If you have a crappy hotmail email address, and would like to change that, now it’s your chance. Microsoft is opening a registration to their @live.com email addresses now. Go and grab yours now. I’ve registered mine. Now, if you’re in my Messenger contact list, you should be getting a notification already that I’ve changed my Messenger address to. If you live in Singapore, you’ll only get @live.com.sg choice. To get @live.com, you need to be in US, reside in US, get a friend in US to help, or any other idea you can think of. In short, only those in US gets @live.com. Any other parts of the world, you’ll only get @live.com.sg, @live.com.au, @live.co.uk, and @live.co.nz, and so on.

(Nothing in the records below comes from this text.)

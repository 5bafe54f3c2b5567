use std::time::Duration;

use reqwest::{Client, Url};
use secrecy::{ExposeSecret, SecretString};
use serde::{Deserialize, Serialize};
use tracing::{debug, warn};

use crate::config::AppConfig;
use crate::errors::{AppError, AppResult};

const STATUS_OK: &str = "OK";
const STATUS_ZERO_RESULTS: &str = "ZERO_RESULTS";

#[derive(Debug, Clone, PartialEq, Serialize)]
pub struct GeoResult {
    pub latitude: f64,
    pub longitude: f64,
    pub formatted_address: String,
}

#[derive(Clone)]
pub struct GeocodingClient {
    http: Client,
    endpoint: Url,
    api_key: SecretString,
}

impl GeocodingClient {
    pub fn maybe_new(config: &AppConfig) -> AppResult<Option<Self>> {
        let Some(api_key) = config.google_api_key.clone() else {
            return Ok(None);
        };

        let endpoint = Url::parse(&config.google_geocode_endpoint)
            .map_err(|err| AppError::Config(format!("invalid geocoding endpoint: {err}")))?;
        let http = Client::builder()
            .user_agent("category-feed/0.1.0")
            .timeout(Duration::from_secs(config.http_timeout_secs))
            .build()?;

        Ok(Some(Self {
            http,
            endpoint,
            api_key,
        }))
    }

    /// Looks up the address at the given coordinates. `Ok(None)` means the
    /// API answered but had no address for them.
    pub async fn reverse_geocode(&self, lat: f64, lng: f64) -> AppResult<Option<GeoResult>> {
        let mut url = self.endpoint.clone();
        url.query_pairs_mut()
            .append_pair("latlng", &format!("{lat},{lng}"))
            .append_pair("key", self.api_key.expose_secret());

        // reqwest errors embed the request URL, which carries the key.
        let response = self
            .http
            .get(url)
            .send()
            .await
            .and_then(|response| response.error_for_status())
            .map_err(|err| AppError::Http(err.without_url()))?;
        let body: GeocodeResponse = response
            .json()
            .await
            .map_err(|err| AppError::Http(err.without_url()))?;

        let status = body.status.as_deref().unwrap_or(STATUS_OK);
        match status {
            STATUS_OK => {}
            STATUS_ZERO_RESULTS => {
                debug!(lat, lng, "geocoding returned no results");
                return Ok(None);
            }
            other => {
                let message = body
                    .error_message
                    .unwrap_or_else(|| "no error message".to_string());
                warn!(status = other, %message, "geocoding request rejected");
                return Err(AppError::Geocoding {
                    status: other.to_string(),
                    message,
                });
            }
        }

        let Some(first) = body.results.into_iter().next() else {
            return Ok(None);
        };

        let location = first
            .geometry
            .and_then(|geometry| geometry.location)
            .ok_or_else(|| AppError::Geocoding {
                status: status.to_string(),
                message: "first result is missing a location".into(),
            })?;

        Ok(Some(GeoResult {
            latitude: location.lat,
            longitude: location.lng,
            formatted_address: first.formatted_address.unwrap_or_default(),
        }))
    }
}

#[derive(Deserialize)]
struct GeocodeResponse {
    #[serde(default)]
    results: Vec<GeocodeResult>,
    status: Option<String>,
    error_message: Option<String>,
}

#[derive(Deserialize)]
struct GeocodeResult {
    formatted_address: Option<String>,
    geometry: Option<Geometry>,
}

#[derive(Deserialize)]
struct Geometry {
    location: Option<LatLng>,
}

#[derive(Deserialize)]
struct LatLng {
    lat: f64,
    lng: f64,
}

#[cfg(test)]
mod tests {
    use super::*;

    #[test]
    fn requires_api_key() {
        let config = AppConfig::default();
        assert!(GeocodingClient::maybe_new(&config).unwrap().is_none());

        let config = AppConfig {
            google_api_key: Some(SecretString::from("key".to_string())),
            ..AppConfig::default()
        };
        assert!(GeocodingClient::maybe_new(&config).unwrap().is_some());
    }

    #[test]
    fn rejects_invalid_endpoint() {
        let config = AppConfig {
            google_api_key: Some(SecretString::from("key".to_string())),
            google_geocode_endpoint: "::nope".into(),
            ..AppConfig::default()
        };
        assert!(matches!(
            GeocodingClient::maybe_new(&config),
            Err(AppError::Config(_))
        ));
    }
}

Besides a new @live.com, they have also released quite a number of services. Hotmail has been renamed to Windows Live Hotmail, and it’s much better now I find, though I don’t use it anymore. Windows Live Search still can’t beat Google Search. Windows Live Calendar is now in Beta coupled with Windows Live Events, to rival Google Calendar I’m sure. Windows Live Spaces for blogging, I’m not using it as well. However, one new service that you may find useful is their Windows Live SkyDrive, a free 1GB online storage for you, correctly partitioned into three sections, a private one for yourself, a shared one, and one for public. If you are the kind of person who store lots of bookmarks in your PC, and find it hard to keep bookmarks in multiple PC in sync, or had your bookmarks wiped out when you format you PC, it’s time to move your bookmarks online. There’s Windows Live Favorites for that. On desktop side, for Windows PC, they launched the usual suspects Windows Live Messenger v8.5, now added with Windows Live Writer (which I use for blogging, to write this blog post), and Windows Live Mail, Windows Live Photo Gallery (which supports uploading to Flickr), and many other more services. It’s clear Microsoft wants to ensure that with all these services, you’ll find a LOT of applications and services around you that you can and will use, and thus minimizing any chance you use services from rival Google or Yahoo.

Overwhelmed? Yeah, me too. But if you want to find any online services that match whatever you need, be it email, maps, blogging, storage, anti-virus, instant messaging, bookmarks, calendar, search, anything, a good chance you’ll probably find one that suits you in Windows Live offering.